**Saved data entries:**
○ ○ ○
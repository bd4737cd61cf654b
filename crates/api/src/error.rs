//! Unified error handling with Sentry integration.
//!
//! All route handlers return `Result<T, AppError>`. Errors serialize as a
//! structured JSON envelope `{ "error": { "code", "message" } }` with a
//! stable machine-readable code; server errors are captured to Sentry before
//! responding and never leak internal detail to the client.

use axum::{
    Json,
    http::StatusCode,
    response::{IntoResponse, Response},
};
use serde::Serialize;
use thiserror::Error;

use crate::db::RepositoryError;
use crate::services::auth::AuthError;

/// Application-level error type for the API.
#[derive(Debug, Error)]
pub enum AppError {
    /// Database operation failed.
    #[error("Database error: {0}")]
    Repository(#[from] RepositoryError),

    /// Authentication operation failed.
    #[error("Auth error: {0}")]
    Auth(#[from] AuthError),

    /// Resource not found.
    #[error("Not found: {0}")]
    NotFound(String),

    /// Request payload failed validation.
    #[error("Validation failed: {0}")]
    Validation(String),

    /// Conflict with existing state.
    #[error("Conflict: {0}")]
    Conflict(String),

    /// User is not authenticated.
    #[error("Unauthorized")]
    Unauthorized,

    /// User is authenticated but not allowed.
    #[error("Forbidden")]
    Forbidden,

    /// CSRF double-submit check failed.
    #[error("Invalid CSRF token")]
    CsrfMismatch,

    /// Rate limited.
    #[error("Rate limited")]
    RateLimited,

    /// Internal server error.
    #[error("Internal error: {0}")]
    Internal(String),
}

/// Wire shape of an error response.
#[derive(Debug, Serialize)]
pub struct ErrorBody {
    error: ErrorDetail,
}

#[derive(Debug, Serialize)]
struct ErrorDetail {
    code: &'static str,
    message: String,
}

impl ErrorBody {
    fn new(code: &'static str, message: impl Into<String>) -> Self {
        Self {
            error: ErrorDetail {
                code,
                message: message.into(),
            },
        }
    }
}

impl AppError {
    /// Stable machine-readable error code for clients.
    #[must_use]
    pub const fn code(&self) -> &'static str {
        match self {
            Self::Repository(err) => match err {
                RepositoryError::NotFound => "NOT_FOUND",
                RepositoryError::Conflict(_) => "CONFLICT",
                RepositoryError::InvalidReference(_) => "VALIDATION_ERROR",
                RepositoryError::Database(_) | RepositoryError::DataCorruption(_) => {
                    "INTERNAL_ERROR"
                }
            },
            Self::Auth(err) => match err {
                AuthError::InvalidCredentials => "UNAUTHORIZED",
                AuthError::UserAlreadyExists => "CONFLICT",
                AuthError::InvalidEmail(_) | AuthError::WeakPassword(_) => "VALIDATION_ERROR",
                AuthError::Repository(_) | AuthError::PasswordHash => "INTERNAL_ERROR",
            },
            Self::NotFound(_) => "NOT_FOUND",
            Self::Validation(_) => "VALIDATION_ERROR",
            Self::Conflict(_) => "CONFLICT",
            Self::Unauthorized => "UNAUTHORIZED",
            Self::Forbidden => "FORBIDDEN",
            Self::CsrfMismatch => "CSRF_TOKEN_MISMATCH",
            Self::RateLimited => "RATE_LIMITED",
            Self::Internal(_) => "INTERNAL_ERROR",
        }
    }

    const fn status(&self) -> StatusCode {
        match self {
            Self::Repository(err) => match err {
                RepositoryError::NotFound => StatusCode::NOT_FOUND,
                RepositoryError::Conflict(_) => StatusCode::CONFLICT,
                RepositoryError::InvalidReference(_) => StatusCode::BAD_REQUEST,
                RepositoryError::Database(_) | RepositoryError::DataCorruption(_) => {
                    StatusCode::INTERNAL_SERVER_ERROR
                }
            },
            Self::Auth(err) => match err {
                AuthError::InvalidCredentials => StatusCode::UNAUTHORIZED,
                AuthError::UserAlreadyExists => StatusCode::CONFLICT,
                AuthError::InvalidEmail(_) | AuthError::WeakPassword(_) => StatusCode::BAD_REQUEST,
                AuthError::Repository(_) | AuthError::PasswordHash => {
                    StatusCode::INTERNAL_SERVER_ERROR
                }
            },
            Self::NotFound(_) => StatusCode::NOT_FOUND,
            Self::Validation(_) => StatusCode::BAD_REQUEST,
            Self::Conflict(_) => StatusCode::CONFLICT,
            Self::Unauthorized => StatusCode::UNAUTHORIZED,
            Self::Forbidden | Self::CsrfMismatch => StatusCode::FORBIDDEN,
            Self::RateLimited => StatusCode::TOO_MANY_REQUESTS,
            Self::Internal(_) => StatusCode::INTERNAL_SERVER_ERROR,
        }
    }

    fn is_server_error(&self) -> bool {
        self.status().is_server_error()
    }

    /// Client-facing message; internal details are replaced wholesale.
    fn message(&self) -> String {
        match self {
            Self::Repository(err) => match err {
                RepositoryError::NotFound => "Resource not found".to_string(),
                RepositoryError::Conflict(msg) | RepositoryError::InvalidReference(msg) => {
                    msg.clone()
                }
                RepositoryError::Database(_) | RepositoryError::DataCorruption(_) => {
                    "Internal server error".to_string()
                }
            },
            Self::Auth(err) => match err {
                AuthError::InvalidCredentials => "Invalid credentials".to_string(),
                AuthError::UserAlreadyExists => {
                    "An account with this email already exists".to_string()
                }
                AuthError::InvalidEmail(_) => "Invalid email address".to_string(),
                AuthError::WeakPassword(msg) => msg.clone(),
                AuthError::Repository(_) | AuthError::PasswordHash => {
                    "Internal server error".to_string()
                }
            },
            Self::Internal(_) => "Internal server error".to_string(),
            Self::Unauthorized => "Authentication required".to_string(),
            Self::Forbidden => "Forbidden".to_string(),
            Self::RateLimited => "Too many requests, please try again later".to_string(),
            _ => self.to_string(),
        }
    }
}

impl IntoResponse for AppError {
    fn into_response(self) -> Response {
        // Capture server errors to Sentry
        if self.is_server_error() {
            let event_id = sentry::capture_error(&self);
            tracing::error!(
                error = %self,
                sentry_event_id = %event_id,
                "Request error"
            );
        }

        let body = ErrorBody::new(self.code(), self.message());
        (self.status(), Json(body)).into_response()
    }
}

/// Result type alias for `AppError`.
pub type Result<T> = std::result::Result<T, AppError>;

#[cfg(test)]
#[allow(clippy::unwrap_used)]
mod tests {
    use super::*;

    fn get_status(err: AppError) -> StatusCode {
        err.into_response().status()
    }

    #[test]
    fn test_app_error_status_codes() {
        assert_eq!(
            get_status(AppError::NotFound("supplier 7".to_string())),
            StatusCode::NOT_FOUND
        );
        assert_eq!(
            get_status(AppError::Validation("name is required".to_string())),
            StatusCode::BAD_REQUEST
        );
        assert_eq!(
            get_status(AppError::Conflict("duplicate".to_string())),
            StatusCode::CONFLICT
        );
        assert_eq!(get_status(AppError::Unauthorized), StatusCode::UNAUTHORIZED);
        assert_eq!(get_status(AppError::CsrfMismatch), StatusCode::FORBIDDEN);
        assert_eq!(
            get_status(AppError::RateLimited),
            StatusCode::TOO_MANY_REQUESTS
        );
    }

    #[test]
    fn test_error_codes_are_stable() {
        assert_eq!(AppError::NotFound(String::new()).code(), "NOT_FOUND");
        assert_eq!(AppError::Validation(String::new()).code(), "VALIDATION_ERROR");
        assert_eq!(AppError::Conflict(String::new()).code(), "CONFLICT");
        assert_eq!(AppError::CsrfMismatch.code(), "CSRF_TOKEN_MISMATCH");
        assert_eq!(
            AppError::Repository(RepositoryError::NotFound).code(),
            "NOT_FOUND"
        );
    }

    #[test]
    fn test_envelope_shape() {
        let body = ErrorBody::new("NOT_FOUND", "Resource not found");
        let json = serde_json::to_value(&body).unwrap();
        assert_eq!(json["error"]["code"], "NOT_FOUND");
        assert_eq!(json["error"]["message"], "Resource not found");
    }

    #[test]
    fn test_internal_detail_not_leaked() {
        let err = AppError::Internal("connection refused at 10.0.0.3".to_string());
        assert_eq!(err.message(), "Internal server error");
    }
}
○ ○ ○
Search the data above for lines holding "operation" and copy each of them.

**The completed task:**
    /// Database operation failed.
    /// Authentication operation failed.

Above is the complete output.